# Tired



## Lovinblind (Jul 5, 2007)

First post...

Here it goes,

I just seem to be lost. I have never been so vulnerable in my life. I feel I have lost control of everything.

I once was a successful management person making great money from a large package company when I decided to marry. A couple of years later I decided with my wife’s help that I would quit the long hours and no family life to get more involved. It's been two years and my life is miserable. It seems my marriage is worse, and there is nothing I can do about it. She's mean all the time, it’s like she knows I can't go anywhere and doesn't need to be nice. I used to be in control of my life and put up with no crap from anyone and now I take it all. I have no college education and worked my way up through my company. I want to get a job and she fights me on it.

She used to be sweet and showed she cared about me and wanted sex all the time, now nothing. I used to be the mean and stressed out one and it seems we have changed roles, I don't know, maybe I deserve it. I know I'm extremely lucky to have a wife who makes good money and allows me to stay home with my two young kids, but all I can think of is getting a job, leaving her, and being happy. I fear leaving and not being able to get a job and living poor, I know that’s horrible, but it’s what I fear.

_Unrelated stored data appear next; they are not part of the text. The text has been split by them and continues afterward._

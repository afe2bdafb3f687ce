//! # persona-relay
//!
//! Chat relay for a personal site: visitors ask questions, the relay answers
//! as the site owner, grounded in a memory page kept in Notion.
//!
//! Provides the memory loader (candidate fallback, truncation, TTL cache),
//! the chat relay (persona prompt, DeepSeek completion, defensive parsing),
//! the HTTP surface (axum), the widget-side transcript client, and
//! OpenTelemetry observability.

pub mod client;
pub mod config;
pub mod content;
pub mod error;
pub mod llm;
pub mod memory;
pub mod model;
pub mod persona;
pub mod relay;
pub mod server;
pub mod telemetry;
//! Widget-side logic: transcript bookkeeping and calling the relay.
//!
//! The relay client never fails on a bad reply. Whatever comes back is
//! turned into a line for the transcript, with failures rendered as
//! `【错误】...` strings the way the page widget shows them.

use reqwest::Client;
use serde_json::Value;

use crate::memory::text::truncate_chars;
use crate::model::{ChatRequest, ChatResponse, ChatTurn};
use crate::persona::Persona;

/// Turns sent as history with each question.
pub const WIDGET_HISTORY_TURNS: usize = 12;

const RAW_PREVIEW_CHARS: usize = 600;

/// Local conversation kept by the widget.
#[derive(Debug, Clone)]
pub struct Transcript {
    greeting: String,
    turns: Vec<ChatTurn>,
    window: usize,
}

impl Transcript {
    pub fn new(greeting: impl Into<String>) -> Self {
        let greeting = greeting.into();
        Self {
            turns: vec![ChatTurn::assistant(greeting.clone())],
            greeting,
            window: WIDGET_HISTORY_TURNS,
        }
    }

    pub fn for_persona(persona: &Persona) -> Self {
        Self::new(persona.greeting.clone())
    }

    pub fn window(mut self, turns: usize) -> Self {
        self.window = turns;
        self
    }

    pub fn turns(&self) -> &[ChatTurn] {
        &self.turns
    }

    /// Request for `question` carrying the last turns *before* it.
    pub fn request_for(&self, question: &str) -> ChatRequest {
        let start = self.turns.len().saturating_sub(self.window);
        ChatRequest::new(question).with_history(self.turns[start..].to_vec())
    }

    pub fn push_user(&mut self, content: impl Into<String>) {
        self.turns.push(ChatTurn::user(content));
    }

    pub fn push_assistant(&mut self, content: impl Into<String>) {
        self.turns.push(ChatTurn::assistant(content));
    }

    /// Back to just the greeting.
    pub fn clear(&mut self) {
        self.turns = vec![ChatTurn::assistant(self.greeting.clone())];
    }
}

/// Text shown for a relay reply, success or not.
pub fn render_reply(response: &ChatResponse) -> String {
    if response.ok {
        return response
            .answer
            .clone()
            .filter(|a| !a.is_empty())
            .unwrap_or_else(|| "（无返回）".to_string());
    }

    let mut out = format!(
        "【错误】{}",
        response.error.as_deref().unwrap_or("unknown error")
    );
    let debug = response.debug.as_ref();
    if let Some(status) = debug.and_then(|d| d.get("httpStatus")).and_then(Value::as_u64) {
        out.push_str(&format!("\n上游 HTTP {status}"));
    }
    if let Some(raw) = debug.and_then(|d| d.get("raw")).and_then(Value::as_str) {
        out.push_str(&format!("\n(raw={})", truncate_chars(raw, RAW_PREVIEW_CHARS)));
    }
    out
}

/// Text shown when the relay's own body is not JSON.
pub fn render_non_json(status: u16, body: &str) -> String {
    let quoted = serde_json::to_string(body).unwrap_or_default();
    format!("【错误】API返回不是JSON\nHTTP {status}\n(body={quoted})")
}

/// HTTP client for the relay endpoint.
pub struct RelayClient {
    http: Client,
    url: String,
}

impl RelayClient {
    pub fn new(url: impl Into<String>) -> Self {
        Self {
            http: Client::new(),
            url: url.into(),
        }
    }

    /// POST the request and render whatever comes back.
    pub async fn send(&self, request: &ChatRequest) -> String {
        let resp = match self.http.post(&self.url).json(request).send().await {
            Ok(resp) => resp,
            Err(e) => return format!("【错误】{e}"),
        };
        let status = resp.status().as_u16();
        let body = match resp.text().await {
            Ok(body) => body,
            Err(e) => return format!("【错误】{e}"),
        };
        match serde_json::from_str::<ChatResponse>(&body) {
            Ok(reply) => render_reply(&reply),
            Err(_) => render_non_json(status, &body),
        }
    }

    /// Ask one question and record both sides in the transcript.
    ///
    /// Blank questions are ignored and return `None`.
    pub async fn ask(&self, transcript: &mut Transcript, question: &str) -> Option<String> {
        let question = question.trim();
        if question.is_empty() {
            return None;
        }
        let request = transcript.request_for(question);
        transcript.push_user(question);
        let reply = self.send(&request).await;
        transcript.push_assistant(reply.clone());
        Some(reply)
    }
}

I think now, that she has planned this, to get control. It's where I think she happiest. She once told me she planned our first child, because at the time she feared I was going to leave her, which at the time I was going to. I made a commitment I would try everything to make this marriage work, and I fear I can't do it anymore, and that scares me.

What happened to that person that was so strong, so independent?


----------



## MrsLV (Jul 3, 2007)

Well, it's hard when you are used to being in control of your finances, and all of a sudden have to depend on someone else (even your better half). Also, with the person that is "bringing home the bacon", stress may be a factor. Before we get into giving advice, let me ask you: Have you told your wife how you feel? Have you explained it the way you did here in this posting?


----------



## Lovinblind (Jul 5, 2007)

I've talked and talked, she's not much of a talker when it comes to problems. She avoids any talking about problems. It drives me crazy because I'm a talker. I think most things can be talked through, she just shuts down. We have never had a heated discussion. It would never get that far.

I was offered a job a pretty decent job today, she is not crazy about it. I feel she wants me home where she feels safe.


----------